High staff churn hits UK call centres

But offshoring not having "major impact" on the industry overall
Written by Andy McCue, Contributor

But offshoring not having "major impact" on the industry overall

The UK call centre industry is struggling to cope with high staff churn as attrition rates rise for a fourth consecutive year to a high of 23 per cent, according to a new report by analyst ContactBabel.

The 2006 UK Contact Centre Operational Review survey of 200 UK call centre directors and managers found that almost half (43 per cent) now have a problem with staff attrition. The problem is worst for large call centres with 250 or more agent seats.

Steve Morrell, principal analyst at ContactBabel and author of the report, told silicon.com: "Staff attrition four years ago was about 15 per cent.

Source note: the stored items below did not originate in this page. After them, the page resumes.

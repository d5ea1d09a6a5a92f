use super::*;

/// Snapshot of a finished (or in-progress) typing test.
#[derive(Debug, Clone, Default, PartialEq)]
pub(crate) struct Stats {
  pub(crate) accuracy: f64,
  pub(crate) characters_typed: usize,
  pub(crate) correct_chars: usize,
  pub(crate) errors: usize,
  pub(crate) incorrect_chars: usize,
  pub(crate) time_elapsed: u64,
  pub(crate) wpm: f64,
}

impl Stats {
  /// Gross speed over every character typed, five characters to a word.
  pub(crate) fn average_speed(&self) -> u64 {
    if self.time_elapsed == 0 {
      return 0;
    }

    (self.characters_typed as f64 / 5.0 / (self.time_elapsed as f64 / 60.0)).round() as u64
  }

  pub(crate) fn characters_per_second(&self) -> String {
    if self.time_elapsed == 0 {
      return "0".into();
    }

    let per_second = self.characters_typed as f64 / self.time_elapsed as f64;

    // ties round up, not to even
    format!("{:.1}", (per_second * 10.0).round() / 10.0)
  }

  /// Accuracy floored at zero. The upper bound is left as reported.
  pub(crate) fn displayed_accuracy(&self) -> f64 {
    self.accuracy.max(0.0)
  }

  pub(crate) fn error_rate(&self) -> u64 {
    if self.characters_typed == 0 {
      return 0;
    }

    (self.incorrect_chars as f64 / self.characters_typed as f64 * 100.0).round() as u64
  }
}

impl Display for Stats {
  fn fmt(&self, f: &mut Formatter<'_>) -> fmt::Result {
    write!(
      f,
      "WPM: {} | Errors: {} | Accuracy: {}% | Time: {}",
      self.wpm,
      self.errors,
      self.displayed_accuracy(),
      format_time(self.time_elapsed)
    )
  }
}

The most concerning thing about this is that once you go north of 20 per cent that's when problems arise."

But he said that despite attrition problems the future of the UK call centre industry is "broadly positive".

Morrell said: "There is still a strategic determination to increase headcount across the industry and call centre agent numbers are rising at four to five per cent a year, so offshoring is not having a major impact on the UK call centre industry as a whole."

The average starting salary of a UK call centre worker has also risen to a new high of £14,092, although this increase is only at the level of inflation. The average salary of a more experienced agent with at least 12 months experience is around 20 per cent higher.

Morrell said UK call centres will increasingly offshore or automate the lower-end work but that this will mean the staff can focus on higher value services.

He said: "The contact centre of the future will be more on the sales side, high value-add customer service and technical stuff. And obviously the salaries have to increase accordingly."

The report predicts average agent salaries will increase sharply over the next few years - by around eight or nine per cent - with growth figures well in excess of the rate of inflation.